Etre mère... et tout le reste !

Avoir un enfant, ça change quoi ?

Quand l’enfant n’est qu’un rêve, on pense que ça ne changera pas grand-chose.

Que ce que ça changera est identifiable, quantifiable, gérable, « anticipable ».

Qu’on peut être bien préparé et ne pas être trop chamboulée.

On pense qu’on sait à quoi s’attendre.

 

Qu’on casera l’enfant entre le boulot et la zumba, entre les sorties ciné et les mojitos avec les copines, qu’on aura une babysitter et qu’on sortira chacun à notre tour avec le père. Très vite.

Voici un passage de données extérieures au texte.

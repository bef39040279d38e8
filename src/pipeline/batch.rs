//! Concurrent fan-out of one idea to many platforms.
//!
//! # Design Decisions
//! - One task per platform on a `JoinSet`; siblings never affect each other
//! - Results keep request order regardless of completion order
//! - Shutdown aborts every in-flight task; those platforms report CANCELLED
//! - A task that panics reports INTERNAL_ERROR

use std::collections::BTreeMap;
use std::sync::Arc;

use serde::Serialize;
use tokio::sync::broadcast::error::RecvError;
use tokio::task::JoinSet;
use uuid::Uuid;

use crate::lifecycle::Shutdown;
use crate::pipeline::orchestrator::Orchestrator;
use crate::pipeline::types::{PipelineError, PipelineOutcome, Stage, Version};
use crate::policy::Overrides;
use crate::resilience::ErrorKind;

/// Provenance of one stage output.
#[derive(Debug, Clone, PartialEq, Serialize)]
pub struct DraftProvenance {
    pub stage: Stage,
    pub provider: String,
    pub model: String,
    pub input_tokens: u32,
    pub output_tokens: u32,
    pub latency_ms: f64,
}

/// Per-platform entry of a batch report.
#[derive(Debug, Clone, PartialEq, Serialize)]
pub struct PlatformOutcome {
    pub platform: String,
    pub success: bool,
    #[serde(skip_serializing_if = "Option::is_none")]
    pub content: Option<String>,
    #[serde(skip_serializing_if = "Option::is_none")]
    pub char_count: Option<usize>,
    #[serde(skip_serializing_if = "Option::is_none")]
    pub winner: Option<Version>,
    #[serde(skip_serializing_if = "Option::is_none")]
    pub winner_model: Option<String>,
    #[serde(skip_serializing_if = "Vec::is_empty")]
    pub drafts: Vec<DraftProvenance>,
    #[serde(skip_serializing_if = "BTreeMap::is_empty")]
    pub scores: BTreeMap<Version, u8>,
    #[serde(skip_serializing_if = "Option::is_none")]
    pub error: Option<String>,
    #[serde(skip_serializing_if = "Option::is_none")]
    pub error_code: Option<&'static str>,
}

impl PlatformOutcome {
    pub fn from_outcome(platform: &str, outcome: PipelineOutcome) -> Self {
        match outcome {
            Ok(result) => {
                let winning = result.winning_draft();
                let drafts = [&result.v1, &result.v2, &result.v3]
                    .into_iter()
                    .map(|d| DraftProvenance {
                        stage: d.stage,
                        provider: d.provider.clone(),
                        model: d.model.clone(),
                        input_tokens: d.input_tokens,
                        output_tokens: d.output_tokens,
                        latency_ms: d.latency_ms,
                    })
                    .collect();

                Self {
                    platform: platform.to_string(),
                    success: true,
                    content: Some(winning.content.clone()),
                    char_count: Some(winning.content.chars().count()),
                    winner: Some(result.winner),
                    winner_model: Some(winning.model.clone()),
                    drafts,
                    scores: result.version_scores(),
                    error: None,
                    error_code: None,
                }
            }
            Err(e) => Self::failure(platform, e.kind(), e.to_string()),
        }
    }

    pub fn failure(platform: &str, kind: ErrorKind, message: impl Into<String>) -> Self {
        Self {
            platform: platform.to_string(),
            success: false,
            content: None,
            char_count: None,
            winner: None,
            winner_model: None,
            drafts: Vec::new(),
            scores: BTreeMap::new(),
            error: Some(message.into()),
            error_code: Some(kind.code()),
        }
    }
}

/// Aggregate of one batch.
#[derive(Debug, Clone, PartialEq, Serialize)]
pub struct BatchReport {
    pub request_id: Uuid,
    pub results: Vec<PlatformOutcome>,
    pub success_count: usize,
    pub failure_count: usize,
    pub total_platforms: usize,
}

impl BatchReport {
    fn new(request_id: Uuid, results: Vec<PlatformOutcome>) -> Self {
        let success_count = results.iter().filter(|r| r.success).count();
        Self {
            request_id,
            total_platforms: results.len(),
            failure_count: results.len() - success_count,
            success_count,
            results,
        }
    }

    pub fn get(&self, platform: &str) -> Option<&PlatformOutcome> {
        self.results.iter().find(|r| r.platform == platform)
    }
}

/// Run `idea` for every platform concurrently.
pub async fn run_batch(
    orchestrator: Arc<Orchestrator>,
    idea: &str,
    platforms: &[String],
    overrides: &Overrides,
    shutdown: &Shutdown,
) -> BatchReport {
    let request_id = Uuid::new_v4();
    let mut shutdown_rx = shutdown.subscribe();
    let mut cancelled = shutdown.is_triggered();

    tracing::info!(%request_id, platforms = ?platforms, "Batch started");

    let mut slots: Vec<Option<PlatformOutcome>> = vec![None; platforms.len()];
    let mut tasks = JoinSet::new();

    if !cancelled {
        for (index, platform) in platforms.iter().enumerate() {
            let orchestrator = Arc::clone(&orchestrator);
            let idea = idea.to_string();
            let platform = platform.clone();
            let overrides = overrides.clone();
            tasks.spawn(async move {
                let outcome = orchestrator.run_pipeline(&idea, &platform, &overrides).await;
                (index, PlatformOutcome::from_outcome(&platform, outcome))
            });
        }
    }

    let mut listening = true;
    while !tasks.is_empty() {
        tokio::select! {
            joined = tasks.join_next() => match joined {
                Some(Ok((index, outcome))) => slots[index] = Some(outcome),
                Some(Err(e)) if e.is_panic() => {
                    tracing::error!(error = %e, "Platform task panicked");
                }
                Some(Err(_)) | None => {}
            },
            signal = shutdown_rx.recv(), if listening => match signal {
                Err(RecvError::Closed) => listening = false,
                Ok(()) | Err(RecvError::Lagged(_)) => {
                    tracing::warn!(%request_id, in_flight = tasks.len(), "Batch cancelled");
                    cancelled = true;
                    tasks.abort_all();
                    while let Some(joined) = tasks.join_next().await {
                        if let Ok((index, outcome)) = joined {
                            slots[index] = Some(outcome);
                        }
                    }
                }
            },
        }
    }

    let results: Vec<PlatformOutcome> = slots
        .into_iter()
        .zip(platforms)
        .map(|(slot, platform)| {
            slot.unwrap_or_else(|| {
                if cancelled {
                    PlatformOutcome::from_outcome(platform, Err(PipelineError::Cancelled))
                } else {
                    PlatformOutcome::failure(
                        platform,
                        ErrorKind::Internal,
                        "pipeline task ended unexpectedly",
                    )
                }
            })
        })
        .collect();

    let report = BatchReport::new(request_id, results);
    tracing::info!(
        %request_id,
        success = report.success_count,
        failure = report.failure_count,
        "Batch completed"
    );
    report
}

Qu’il suffira de trouver un coin de terrasse pour garer la poussette, un coin de chambre pour déplier le lit parapluie, un coin micro-ondes pour chauffer le biberon, un coin de placard pour ranger les body.

On pense bien que ça va changer une pièce de la maison : sa chambre ! Et on pense à la déco, comme ce serait chouette de mettre un tipi dans un coin, un matelas à langer aux motifs graphiques et d’aligner les robes sur une penderie DIY en branche d’arbre.

Et tout ce shopping trop mignon qu’on va pouvoir faire. Et ces petites chaussures ! On pense aux dépenses et aux achats, ça fait beaucoup quand même, c’est dur de choisir… Si tu savais !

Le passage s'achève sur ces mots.